= Omar Hayssam =

Syrian-born Romanian financier (born 1963)

Omar Hayssam (عمر هيثم, born January 3, 1963) is a Syrian later naturalized Romanian financier who was sentenced in absentia to 20 years in prison after a Romanian court found him guilty of masterminding the kidnapping of three Romanian journalists in Iraq in 2005.

==Early life==
Omar Hayssam was born in Syria in 1963 and lived there until the 1980's when he moved to Bucharest, Romania to study at the Railroads, Roads and Bridges Faculty of the Technical University of Civil Engineering of Bucharest. He married his Romanian wife, Adela, had seven children, and became a Romanian citizen after the Romanian Revolution of 1989. Hayssam continued doing business after 1989, which resulted in problems with the Financial Guard.

==Kidnapping==

In the kidnapping incident, Prima TV reporter Marie Jeanne Ion, cameraman Sorin Mişcoci, and Ovidiu Ohanesian, a journalist working for the newspaper România Liberă, were abducted on March 28, 2005 in Baghdad, where they were covering the Iraq War. According to reports, the group of kidnappers included Mahmoud Khaled Al-Omar, Abdel Jabbar Abbas Jasem Al-Samani, Ibrahim Yassin Kaathem Al-Jabouri, Omar Jassam Muhammad Ali Al-Salmani, and Yussef Munaf Muhammad Amin Al-Amin (the brother of Mohammad Munaf). On April 1, the kidnappers transferred the three journalists to the Mouadh Ibn Jabal Brigade, who locked them in the same cellar where Florence Aubenas, Hussein Hanoun al-Saadi, and five other hostages were held. The hostage-takers demanded the retreat of the 860 Romanian troops in Iraq in return for the journalists' release. The Romanian journalists were rescued after 55 days in captivity.

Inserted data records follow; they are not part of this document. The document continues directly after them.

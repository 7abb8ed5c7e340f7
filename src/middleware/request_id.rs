use axum::{
    body::Body,
    extract::Request,
    http::HeaderValue,
    middleware::Next,
    response::Response,
};
use uuid::Uuid;

/// HTTP header carrying the request ID
pub const REQUEST_ID_HEADER: &str = "x-request-id";

/// Request ID stored in request extensions
#[derive(Clone, Debug)]
pub struct RequestId(Uuid);

impl RequestId {
    fn generate() -> Self {
        Self(Uuid::new_v4())
    }
}

impl std::fmt::Display for RequestId {
    fn fmt(&self, f: &mut std::fmt::Formatter<'_>) -> std::fmt::Result {
        write!(f, "{}", self.0)
    }
}

/// Adopts the caller's `x-request-id` when it is a valid UUID, otherwise
/// generates one. The ID rides along in request extensions and is echoed on
/// the response so log lines and client reports can be correlated.
pub async fn request_id_middleware(mut request: Request, next: Next) -> Response {
    let request_id = request
        .headers()
        .get(REQUEST_ID_HEADER)
        .and_then(|value| value.to_str().ok())
        .and_then(|value| Uuid::parse_str(value).ok())
        .map(RequestId)
        .unwrap_or_else(RequestId::generate);

    request.extensions_mut().insert(request_id.clone());

    let mut response = next.run(request).await;

    if let Ok(header_value) = HeaderValue::from_str(&request_id.to_string()) {
        response
            .headers_mut()
            .insert(REQUEST_ID_HEADER, header_value);
    }

    response
}

/// Builds the per-request tracing span, tagged with the request ID.
pub fn make_span_with_request_id(request: &Request<Body>) -> tracing::Span {
    let request_id = request
        .extensions()
        .get::<RequestId>()
        .map(|id| id.to_string())
        .unwrap_or_else(|| "unknown".to_string());

    tracing::info_span!(
        "http_request",
        method = %request.method(),
        uri = %request.uri(),
        request_id = %request_id,
    )
}

#[cfg(test)]
mod tests {
    use super::*;

    #[test]
    fn test_request_id_display_matches_uuid() {
        let id = Uuid::new_v4();
        assert_eq!(RequestId(id).to_string(), id.to_string());
    }
}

Hayssam was arrested in Romania on April 5, 2005. Prosecutors charged him and Mohammad Munaf, the journalists' Iraqi guide and Hayssam's business partner, with organizing the abduction to help Hayssam escape organized crime charges. According to the prosecutors, Hayssam organized the kidnapping because he was being investigated in several cases of financial fraud, and was looking for a way to leave the country with a large sum of money. His businesses included mineral water bottling, shops, a car dealership and manufacturing. Romanian media speculated that Hayssam had hoped prosecutors would drop the organized crime charges when he presented himself as a go-between. He would then unblock his bank accounts, which had been frozen as part of the financial investigation, pay a fictitious ransom, and become a "national hero" when the hostages were released.

==Disappearance==
Hayssam disappeared from Romania in 2006 after a local court let him leave a prison hospital to recover at home, following surgery for colon cancer. It has been speculated that he left on July 12, 2006 from the Black Sea port of Midia, aboard a freight boat transporting young rams to the Middle East.
His escape triggered the resignation of the chief prosecutor and the heads of Romanian secret services in July 2006.

In 2006, Marie Jeanne Ion, Sorin Mişcoci, and Ovidiu Ohanesian filed a civil suit against Omar Hayssam, each one asking for €2 million in damages for the trauma caused by their captivity; on June 13, 2007, the Bucharest Appeals Court ruled in favor of the plaintiffs.

==Capture==
Omar Hayssam was captured by the Romanian special forces and handed over to the Police on July 19, 2013. He was immediately incarcerated at the Jilava Penitentiary to serve a 20 years sentence. He is currently awaiting other pending trials and civil suits.
In the same case, Mohamad Omar, Hayssam’s brother, was sentenced to 22 years in prison, and Mihai Nasture, Hayssam’s brother-in-law, remained with a sentence of three years and four months.